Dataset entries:
>>>>>
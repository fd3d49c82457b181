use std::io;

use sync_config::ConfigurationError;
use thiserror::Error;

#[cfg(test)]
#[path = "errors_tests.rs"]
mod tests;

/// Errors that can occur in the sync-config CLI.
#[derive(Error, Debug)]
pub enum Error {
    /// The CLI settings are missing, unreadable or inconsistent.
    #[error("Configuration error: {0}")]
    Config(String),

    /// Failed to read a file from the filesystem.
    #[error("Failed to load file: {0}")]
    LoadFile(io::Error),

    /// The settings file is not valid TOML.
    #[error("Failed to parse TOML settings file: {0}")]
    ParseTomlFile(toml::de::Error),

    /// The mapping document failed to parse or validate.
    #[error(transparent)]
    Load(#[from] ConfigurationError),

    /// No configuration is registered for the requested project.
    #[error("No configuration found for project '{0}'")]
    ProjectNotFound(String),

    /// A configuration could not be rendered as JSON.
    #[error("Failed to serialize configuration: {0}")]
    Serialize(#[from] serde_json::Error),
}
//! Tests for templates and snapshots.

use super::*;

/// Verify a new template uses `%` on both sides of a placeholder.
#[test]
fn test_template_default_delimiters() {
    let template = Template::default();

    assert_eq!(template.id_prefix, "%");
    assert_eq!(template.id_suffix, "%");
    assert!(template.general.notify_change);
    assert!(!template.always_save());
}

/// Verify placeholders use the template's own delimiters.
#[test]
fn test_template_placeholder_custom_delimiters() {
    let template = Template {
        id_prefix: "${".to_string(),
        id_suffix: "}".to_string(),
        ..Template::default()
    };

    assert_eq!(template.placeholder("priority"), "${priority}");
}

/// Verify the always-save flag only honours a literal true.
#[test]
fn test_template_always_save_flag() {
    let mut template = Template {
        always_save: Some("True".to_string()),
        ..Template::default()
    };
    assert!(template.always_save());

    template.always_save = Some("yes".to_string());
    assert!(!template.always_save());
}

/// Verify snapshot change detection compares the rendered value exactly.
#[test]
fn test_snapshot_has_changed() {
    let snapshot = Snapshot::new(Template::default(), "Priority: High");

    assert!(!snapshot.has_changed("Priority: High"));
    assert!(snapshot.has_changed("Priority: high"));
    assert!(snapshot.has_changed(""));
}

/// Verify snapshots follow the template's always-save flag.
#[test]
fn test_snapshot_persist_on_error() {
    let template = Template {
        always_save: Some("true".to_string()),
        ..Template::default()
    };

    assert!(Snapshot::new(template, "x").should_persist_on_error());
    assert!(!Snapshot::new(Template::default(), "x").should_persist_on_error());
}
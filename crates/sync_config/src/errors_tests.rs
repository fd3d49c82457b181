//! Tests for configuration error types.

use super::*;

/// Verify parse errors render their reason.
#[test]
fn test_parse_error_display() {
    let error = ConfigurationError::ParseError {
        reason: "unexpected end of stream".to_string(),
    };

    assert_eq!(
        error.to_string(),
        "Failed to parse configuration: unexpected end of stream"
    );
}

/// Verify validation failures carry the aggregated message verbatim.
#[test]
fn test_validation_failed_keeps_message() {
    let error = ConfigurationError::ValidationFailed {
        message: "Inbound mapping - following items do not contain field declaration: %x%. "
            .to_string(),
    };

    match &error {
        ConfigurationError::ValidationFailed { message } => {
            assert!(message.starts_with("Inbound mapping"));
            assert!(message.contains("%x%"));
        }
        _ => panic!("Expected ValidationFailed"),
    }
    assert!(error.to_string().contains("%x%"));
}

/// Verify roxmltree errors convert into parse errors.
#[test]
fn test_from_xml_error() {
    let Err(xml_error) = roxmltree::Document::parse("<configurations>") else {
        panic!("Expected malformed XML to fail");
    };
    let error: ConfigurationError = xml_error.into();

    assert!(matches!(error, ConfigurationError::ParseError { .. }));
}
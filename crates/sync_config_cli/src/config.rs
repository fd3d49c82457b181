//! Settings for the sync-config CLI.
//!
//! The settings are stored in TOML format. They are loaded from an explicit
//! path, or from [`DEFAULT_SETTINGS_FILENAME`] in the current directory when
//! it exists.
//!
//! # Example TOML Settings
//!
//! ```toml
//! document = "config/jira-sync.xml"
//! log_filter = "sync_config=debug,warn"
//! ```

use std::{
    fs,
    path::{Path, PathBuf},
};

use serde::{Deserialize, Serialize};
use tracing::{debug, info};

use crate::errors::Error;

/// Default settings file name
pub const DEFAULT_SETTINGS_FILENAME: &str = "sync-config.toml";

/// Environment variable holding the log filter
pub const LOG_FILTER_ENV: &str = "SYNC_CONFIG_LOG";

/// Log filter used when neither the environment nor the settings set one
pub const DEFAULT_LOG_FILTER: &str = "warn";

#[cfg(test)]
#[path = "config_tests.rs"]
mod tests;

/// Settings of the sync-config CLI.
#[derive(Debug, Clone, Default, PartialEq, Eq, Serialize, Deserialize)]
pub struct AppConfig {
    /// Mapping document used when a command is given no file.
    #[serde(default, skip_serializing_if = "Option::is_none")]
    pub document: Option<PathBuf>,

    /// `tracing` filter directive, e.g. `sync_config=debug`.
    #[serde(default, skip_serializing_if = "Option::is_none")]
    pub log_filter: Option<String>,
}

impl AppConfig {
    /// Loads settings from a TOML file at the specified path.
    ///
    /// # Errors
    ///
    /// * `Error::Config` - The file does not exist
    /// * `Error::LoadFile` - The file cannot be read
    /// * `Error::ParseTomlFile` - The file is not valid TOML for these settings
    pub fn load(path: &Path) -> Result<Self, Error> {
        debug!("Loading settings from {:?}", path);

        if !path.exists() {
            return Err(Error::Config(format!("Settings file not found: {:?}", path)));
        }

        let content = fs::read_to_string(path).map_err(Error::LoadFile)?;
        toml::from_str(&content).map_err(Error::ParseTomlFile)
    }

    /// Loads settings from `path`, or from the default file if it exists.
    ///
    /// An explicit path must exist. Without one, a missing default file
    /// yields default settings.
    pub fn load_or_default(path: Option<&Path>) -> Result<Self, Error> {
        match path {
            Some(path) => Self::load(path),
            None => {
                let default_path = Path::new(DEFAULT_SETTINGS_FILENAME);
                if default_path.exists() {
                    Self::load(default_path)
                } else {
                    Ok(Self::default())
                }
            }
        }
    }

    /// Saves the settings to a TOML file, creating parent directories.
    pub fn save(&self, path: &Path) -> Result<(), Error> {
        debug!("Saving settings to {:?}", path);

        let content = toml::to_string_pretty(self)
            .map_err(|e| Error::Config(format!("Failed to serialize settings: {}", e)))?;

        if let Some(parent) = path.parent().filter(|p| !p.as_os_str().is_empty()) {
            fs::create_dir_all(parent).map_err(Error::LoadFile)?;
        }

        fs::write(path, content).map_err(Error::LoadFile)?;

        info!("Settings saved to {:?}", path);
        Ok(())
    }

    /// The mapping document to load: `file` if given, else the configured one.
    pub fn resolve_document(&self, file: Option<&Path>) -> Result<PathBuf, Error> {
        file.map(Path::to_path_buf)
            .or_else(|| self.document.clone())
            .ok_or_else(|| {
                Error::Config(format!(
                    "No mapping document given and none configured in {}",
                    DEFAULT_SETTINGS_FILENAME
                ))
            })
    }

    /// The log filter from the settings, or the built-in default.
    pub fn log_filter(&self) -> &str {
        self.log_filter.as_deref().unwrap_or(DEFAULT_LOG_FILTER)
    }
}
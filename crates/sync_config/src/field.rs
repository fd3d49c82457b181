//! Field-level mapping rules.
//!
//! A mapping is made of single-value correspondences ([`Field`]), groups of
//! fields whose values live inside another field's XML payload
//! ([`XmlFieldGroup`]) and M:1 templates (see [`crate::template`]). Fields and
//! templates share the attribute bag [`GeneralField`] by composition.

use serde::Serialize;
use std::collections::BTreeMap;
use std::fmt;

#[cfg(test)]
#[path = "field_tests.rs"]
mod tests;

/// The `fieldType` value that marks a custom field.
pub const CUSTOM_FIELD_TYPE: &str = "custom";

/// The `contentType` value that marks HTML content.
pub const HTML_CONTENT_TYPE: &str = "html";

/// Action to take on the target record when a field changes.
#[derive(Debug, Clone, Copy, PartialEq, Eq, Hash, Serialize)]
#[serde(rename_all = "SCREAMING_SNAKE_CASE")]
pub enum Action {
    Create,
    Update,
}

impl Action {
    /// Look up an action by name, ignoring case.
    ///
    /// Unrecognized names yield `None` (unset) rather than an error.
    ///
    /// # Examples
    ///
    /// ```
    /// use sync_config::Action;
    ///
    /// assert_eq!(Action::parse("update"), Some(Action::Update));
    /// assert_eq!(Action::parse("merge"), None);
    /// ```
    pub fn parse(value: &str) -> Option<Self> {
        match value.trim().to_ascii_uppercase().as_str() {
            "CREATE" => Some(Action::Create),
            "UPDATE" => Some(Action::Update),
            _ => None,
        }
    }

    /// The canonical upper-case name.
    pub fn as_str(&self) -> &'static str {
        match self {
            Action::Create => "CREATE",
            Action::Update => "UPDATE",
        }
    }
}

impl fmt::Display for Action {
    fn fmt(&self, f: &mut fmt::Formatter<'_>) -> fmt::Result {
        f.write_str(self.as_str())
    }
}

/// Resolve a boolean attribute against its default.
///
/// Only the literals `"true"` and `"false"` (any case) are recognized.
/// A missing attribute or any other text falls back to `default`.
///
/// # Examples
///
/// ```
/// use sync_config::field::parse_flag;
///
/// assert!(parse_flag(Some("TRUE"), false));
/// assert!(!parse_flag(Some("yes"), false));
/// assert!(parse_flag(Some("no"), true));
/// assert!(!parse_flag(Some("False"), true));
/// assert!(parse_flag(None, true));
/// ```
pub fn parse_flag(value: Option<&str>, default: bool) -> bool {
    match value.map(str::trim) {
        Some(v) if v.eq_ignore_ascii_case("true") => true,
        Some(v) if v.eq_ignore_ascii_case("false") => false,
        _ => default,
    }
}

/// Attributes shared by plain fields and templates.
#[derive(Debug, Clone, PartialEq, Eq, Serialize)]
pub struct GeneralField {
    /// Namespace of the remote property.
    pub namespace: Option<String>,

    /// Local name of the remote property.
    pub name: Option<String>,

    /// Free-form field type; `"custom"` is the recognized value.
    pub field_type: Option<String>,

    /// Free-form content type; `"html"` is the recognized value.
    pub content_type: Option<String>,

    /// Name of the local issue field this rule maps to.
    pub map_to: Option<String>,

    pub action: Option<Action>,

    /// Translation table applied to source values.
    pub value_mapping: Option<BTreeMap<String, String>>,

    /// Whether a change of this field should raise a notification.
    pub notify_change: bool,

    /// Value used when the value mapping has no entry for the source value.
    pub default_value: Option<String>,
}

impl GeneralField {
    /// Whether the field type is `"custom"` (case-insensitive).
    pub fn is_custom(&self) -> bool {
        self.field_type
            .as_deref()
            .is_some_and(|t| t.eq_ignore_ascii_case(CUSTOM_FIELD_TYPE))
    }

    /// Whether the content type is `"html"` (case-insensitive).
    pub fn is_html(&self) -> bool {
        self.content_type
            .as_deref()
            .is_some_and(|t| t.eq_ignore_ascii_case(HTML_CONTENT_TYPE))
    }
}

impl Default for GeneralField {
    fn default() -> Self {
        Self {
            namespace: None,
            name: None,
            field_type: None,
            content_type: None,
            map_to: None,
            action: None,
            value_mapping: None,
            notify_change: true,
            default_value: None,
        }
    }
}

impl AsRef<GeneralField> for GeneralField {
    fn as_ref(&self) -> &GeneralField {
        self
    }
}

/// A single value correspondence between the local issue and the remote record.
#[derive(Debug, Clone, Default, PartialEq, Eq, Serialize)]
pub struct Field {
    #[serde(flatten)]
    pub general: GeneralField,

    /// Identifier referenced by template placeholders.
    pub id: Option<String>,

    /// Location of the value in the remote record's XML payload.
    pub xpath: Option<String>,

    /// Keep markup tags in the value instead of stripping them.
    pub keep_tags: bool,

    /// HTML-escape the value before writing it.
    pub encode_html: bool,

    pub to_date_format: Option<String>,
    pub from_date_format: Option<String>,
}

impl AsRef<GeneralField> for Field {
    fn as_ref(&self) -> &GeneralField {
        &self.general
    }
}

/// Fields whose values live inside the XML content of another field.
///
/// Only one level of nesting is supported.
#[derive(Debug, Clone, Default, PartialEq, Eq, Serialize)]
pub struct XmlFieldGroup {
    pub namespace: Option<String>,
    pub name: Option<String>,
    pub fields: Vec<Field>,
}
<<<<<
From the data above, copy every line where "trim" appears.

Written solution:
        match value.trim().to_ascii_uppercase().as_str() {
    match value.map(str::trim) {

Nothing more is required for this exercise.